Following are the maps used to create the SQL insert message and the Response Returned by BizTalk WCF Service( The scripting functoid just returns the GUID as a transaction if).
The Orchestration Flow is as Follows.
Custom Receive Pipeline Using XDocument
The code for the receive pipeline using the XDocument is as follows. The Component loads the entire message and memory which causes a high memory utilization.
using System;
using System.Collections.Generic;
using System.Linq;
using System.Text;
using System.Threading.Tasks;
using Microsoft.BizTalk.Message.Interop;
using Microsoft.BizTalk.Component.Interop;
using System.IO;
using System.Xml.Linq;
namespace ProcessLargeFilesInBizTalk.Components
{
[ComponentCategory(CategoryTypes.CATID_PipelineComponent)]
[ComponentCategory(CategoryTypes.CATID_Decoder)]
[System.Runtime.InteropServices.Guid("2B62CE58-5C73-483D-8CB2-76E2E3014057")]

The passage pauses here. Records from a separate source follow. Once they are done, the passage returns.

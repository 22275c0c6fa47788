//! School-scoped reference catalogs (academic years, exam types).
//!
//! # Responsibility
//! - Provide one catalog implementation for both reference lists.
//! - Enforce case-insensitive, trimmed name uniqueness per school.
//!
//! # Invariants
//! - `get_active()` is exactly `get_all()` filtered by the `active` flag.
//! - Deletion never checks exam references; exams stay displayable through
//!   their denormalized label snapshots.

use crate::bus::{ChangeBus, ChangeEvent};
use crate::model::catalog::{AcademicYear, ExamType, ReferenceEntry};
use crate::store::keys::{self, TypedKey};
use crate::store::{NamespacedStore, StoreError};
use log::info;
use std::error::Error;
use std::fmt::{Display, Formatter};
use std::rc::Rc;

pub type CatalogResult<T> = Result<T, CatalogError>;

/// Validation and persistence errors of the reference catalogs.
#[derive(Debug)]
pub enum CatalogError {
    BlankName { kind: &'static str },
    DuplicateName { kind: &'static str, name: String },
    NotFound { kind: &'static str, id: String },
    Store(StoreError),
}

impl Display for CatalogError {
    fn fmt(&self, f: &mut Formatter<'_>) -> std::fmt::Result {
        match self {
            Self::BlankName { kind } => write!(f, "{kind} name is required"),
            Self::DuplicateName { kind, name } => {
                write!(f, "{kind} `{name}` already exists")
            }
            Self::NotFound { kind, id } => write!(f, "{kind} not found: {id}"),
            Self::Store(err) => write!(f, "{err}"),
        }
    }
}

impl Error for CatalogError {
    fn source(&self) -> Option<&(dyn Error + 'static)> {
        match self {
            Self::Store(err) => Some(err),
            _ => None,
        }
    }
}

impl From<StoreError> for CatalogError {
    fn from(value: StoreError) -> Self {
        Self::Store(value)
    }
}

/// Partial update for one catalog entry.
#[derive(Debug, Clone, Default)]
pub struct CatalogPatch {
    pub name: Option<String>,
    pub active: Option<bool>,
}

/// Enumerable, activatable reference list scoped to the active school.
pub struct ReferenceCatalog<E: ReferenceEntry> {
    store: Rc<NamespacedStore>,
    bus: Rc<ChangeBus>,
    key: TypedKey<Vec<E>>,
    changed_event: ChangeEvent,
}

/// Academic year catalog of the active school.
pub type AcademicYearCatalog = ReferenceCatalog<AcademicYear>;

/// Exam type catalog of the active school.
pub type ExamTypeCatalog = ReferenceCatalog<ExamType>;

impl ReferenceCatalog<AcademicYear> {
    pub fn academic_years(store: Rc<NamespacedStore>, bus: Rc<ChangeBus>) -> Self {
        Self {
            store,
            bus,
            key: keys::ACADEMIC_YEARS,
            changed_event: ChangeEvent::YearsChanged,
        }
    }
}

impl ReferenceCatalog<ExamType> {
    pub fn exam_types(store: Rc<NamespacedStore>, bus: Rc<ChangeBus>) -> Self {
        Self {
            store,
            bus,
            key: keys::EXAM_TYPES,
            changed_event: ChangeEvent::ExamTypesChanged,
        }
    }
}

impl<E: ReferenceEntry> ReferenceCatalog<E> {
    /// All entries of the active school, in insertion order.
    pub fn get_all(&self) -> CatalogResult<Vec<E>> {
        Ok(self.store.get(&self.key, Vec::new())?)
    }

    /// Entries with the `active` flag set; no other filtering.
    pub fn get_active(&self) -> CatalogResult<Vec<E>> {
        Ok(self
            .get_all()?
            .into_iter()
            .filter(ReferenceEntry::is_active)
            .collect())
    }

    /// Creates an entry from a trimmed, duplicate-checked name.
    pub fn create(&self, name: &str) -> CatalogResult<E> {
        let normalized = name.trim();
        if normalized.is_empty() {
            return Err(CatalogError::BlankName {
                kind: E::kind_label(),
            });
        }

        let mut entries = self.get_all()?;
        if Self::name_taken(&entries, normalized, None) {
            return Err(CatalogError::DuplicateName {
                kind: E::kind_label(),
                name: normalized.to_string(),
            });
        }

        let entry = E::with_name(normalized.to_string());
        entries.push(entry.clone());
        self.save(&entries)?;

        info!(
            "event=catalog_create module=catalog status=ok kind={} id={} name={}",
            E::kind_label(),
            entry.id(),
            entry.name()
        );
        Ok(entry)
    }

    /// Applies a partial update; renames run the duplicate check against
    /// every other entry.
    pub fn update(&self, id: &E::Id, patch: CatalogPatch) -> CatalogResult<E> {
        let mut entries = self.get_all()?;

        if let Some(name) = &patch.name {
            let normalized = name.trim();
            if normalized.is_empty() {
                return Err(CatalogError::BlankName {
                    kind: E::kind_label(),
                });
            }
            if Self::name_taken(&entries, normalized, Some(id)) {
                return Err(CatalogError::DuplicateName {
                    kind: E::kind_label(),
                    name: normalized.to_string(),
                });
            }
        }

        let entry = entries
            .iter_mut()
            .find(|e| e.id() == id)
            .ok_or_else(|| CatalogError::NotFound {
                kind: E::kind_label(),
                id: id.to_string(),
            })?;

        if let Some(name) = patch.name {
            entry.set_name(name.trim().to_string());
        }
        if let Some(active) = patch.active {
            entry.set_active(active);
        }
        let updated = entry.clone();

        self.save(&entries)?;
        Ok(updated)
    }

    /// Flips the `active` flag of one entry.
    pub fn toggle_active(&self, id: &E::Id) -> CatalogResult<E> {
        let mut entries = self.get_all()?;
        let entry = entries
            .iter_mut()
            .find(|e| e.id() == id)
            .ok_or_else(|| CatalogError::NotFound {
                kind: E::kind_label(),
                id: id.to_string(),
            })?;

        entry.set_active(!entry.is_active());
        let updated = entry.clone();
        self.save(&entries)?;
        Ok(updated)
    }

    /// Removes one entry. Exams referencing it keep their label snapshots.
    pub fn delete(&self, id: &E::Id) -> CatalogResult<()> {
        let mut entries = self.get_all()?;
        let before = entries.len();
        entries.retain(|e| e.id() != id);
        if entries.len() == before {
            return Err(CatalogError::NotFound {
                kind: E::kind_label(),
                id: id.to_string(),
            });
        }

        self.save(&entries)?;
        info!(
            "event=catalog_delete module=catalog status=ok kind={} id={id}",
            E::kind_label()
        );
        Ok(())
    }

    fn save(&self, entries: &Vec<E>) -> CatalogResult<()> {
        self.store.set(&self.key, entries)?;
        self.bus.emit(&self.changed_event);
        Ok(())
    }

    fn name_taken(entries: &[E], candidate: &str, except: Option<&E::Id>) -> bool {
        let candidate = candidate.to_lowercase();
        entries.iter().any(|e| {
            except.map_or(true, |id| e.id() != id)
                && e.name().trim().to_lowercase() == candidate
        })
    }
}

public class ExtractorClassesUsingXDocument : IBaseComponent, IComponentUI, IComponent, IPersistPropertyBag
{
#region IBaseComponent
private const string _Description = "Decode Pipeline Component To Extract the Data from Node and save To File";
private const string _Name = "ImageExtractorXDocument";
private const string _Version = "1.0.0.0";
public string Description
{
get { return _Description; }
}
public string Name
{
get { return _Name; }
}
public string Version
{
get { return _Version; }
}
#endregion
#region IComponentUI
private IntPtr _Icon = new IntPtr();
public IntPtr Icon
{
get { return _Icon; }
}
public System.Collections.IEnumerator Validate(object projectSystem)
{
return null;
}
#endregion
#region IpersistPropertyBag
private string _ImageDataNodeName;
private string _LocalTempDataStore;
private string _FileExtension;
public string ImageDataNodeName
{
get { return _ImageDataNodeName; }
set { _ImageDataNodeName = value; }
}
public string LocalTempDataStore
{
get { return _LocalTempDataStore; }
set { _LocalTempDataStore = value; }
}
public string FileExtension
{
get { return _FileExtension; }
set { _FileExtension = value; }
}
public void GetClassID(out Guid classID)
{
classID = new Guid("2B62CE58-5C73-483D-8CB2-76E2E3014057");
}
public void InitNew()
{
}
public void Load(IPropertyBag pBag, int errorLog)
{
object val1 = null;
object val2 = null;
object val3 = null;
try
{
pBag.Read("ImageDataNodeName", out val1, 0);
pBag.Read("LocalTempDataStore", out val2, 0);
pBag.Read("FileExtension", out val3, 0);
}
catch (ArgumentException)
{
}
catch (Exception ex)
{
throw new ApplicationException("Error Reading Property Bag. Error Message " + ex.Message);
}
if (val1 != null)
{
_ImageDataNodeName = (string)val1;
}
if (val2 != null)
{
_LocalTempDataStore = (string)val2;
}
if (val3 != null)
{
_FileExtension = (string)val3;
}
}
public void Save(IPropertyBag pBag, bool clearDirty, bool saveAllProperties)
{
object val1 = (object)_ImageDataNodeName;
object val2 = (object)_LocalTempDataStore;
object val3 = (object)_FileExtension;
pBag.Write("ImageDataNodeName", val1);
pBag.Write("LocalTempDataStore", val2);
pBag.Write("FileExtension", val3);
}
#endregion
#region IComponent
public IBaseMessage Execute(IPipelineContext pContext, IBaseMessage inMsg)
{
Stream s = inMsg.BodyPart.GetOriginalDataStream();
XDocument xdoc = XDocument.Load(s);
IEnumerable<XElement> largeDataNodes = xdoc.Descendants(ImageDataNodeName);
foreach (XElement xe in largeDataNodes)
{
try
{
string base64Data = xe.Value;
var data = new byte[4096];
string uniqueId = System.Guid.NewGuid().ToString();
string filePath = Path.Combine(_LocalTempDataStore, uniqueId + "." + _FileExtension);
byte[] imageData = Convert.FromBase64String(base64Data);
File.WriteAllBytes(filePath, imageData);
//replace the base64 string with the file path
xe.SetValue(filePath);
}
catch (Exception)
{
//Swallow the exception and move on to next node.
}
}
System.Diagnostics.EventLog.WriteEntry("Xdoc", xdoc.ToString());
byte[] outBytes = System.Text.Encoding.UTF8.GetBytes(xdoc.ToString());
MemoryStream ms = new MemoryStream(outBytes);
inMsg.BodyPart.Data = ms;
return inMsg;
}
#endregion
}
}
The receive pipeline is created by registering above component to COM and then adding it to the decoder stage followed by an xml disassembler in the Disassemble stage of the pipeline. The Pipeline shown below.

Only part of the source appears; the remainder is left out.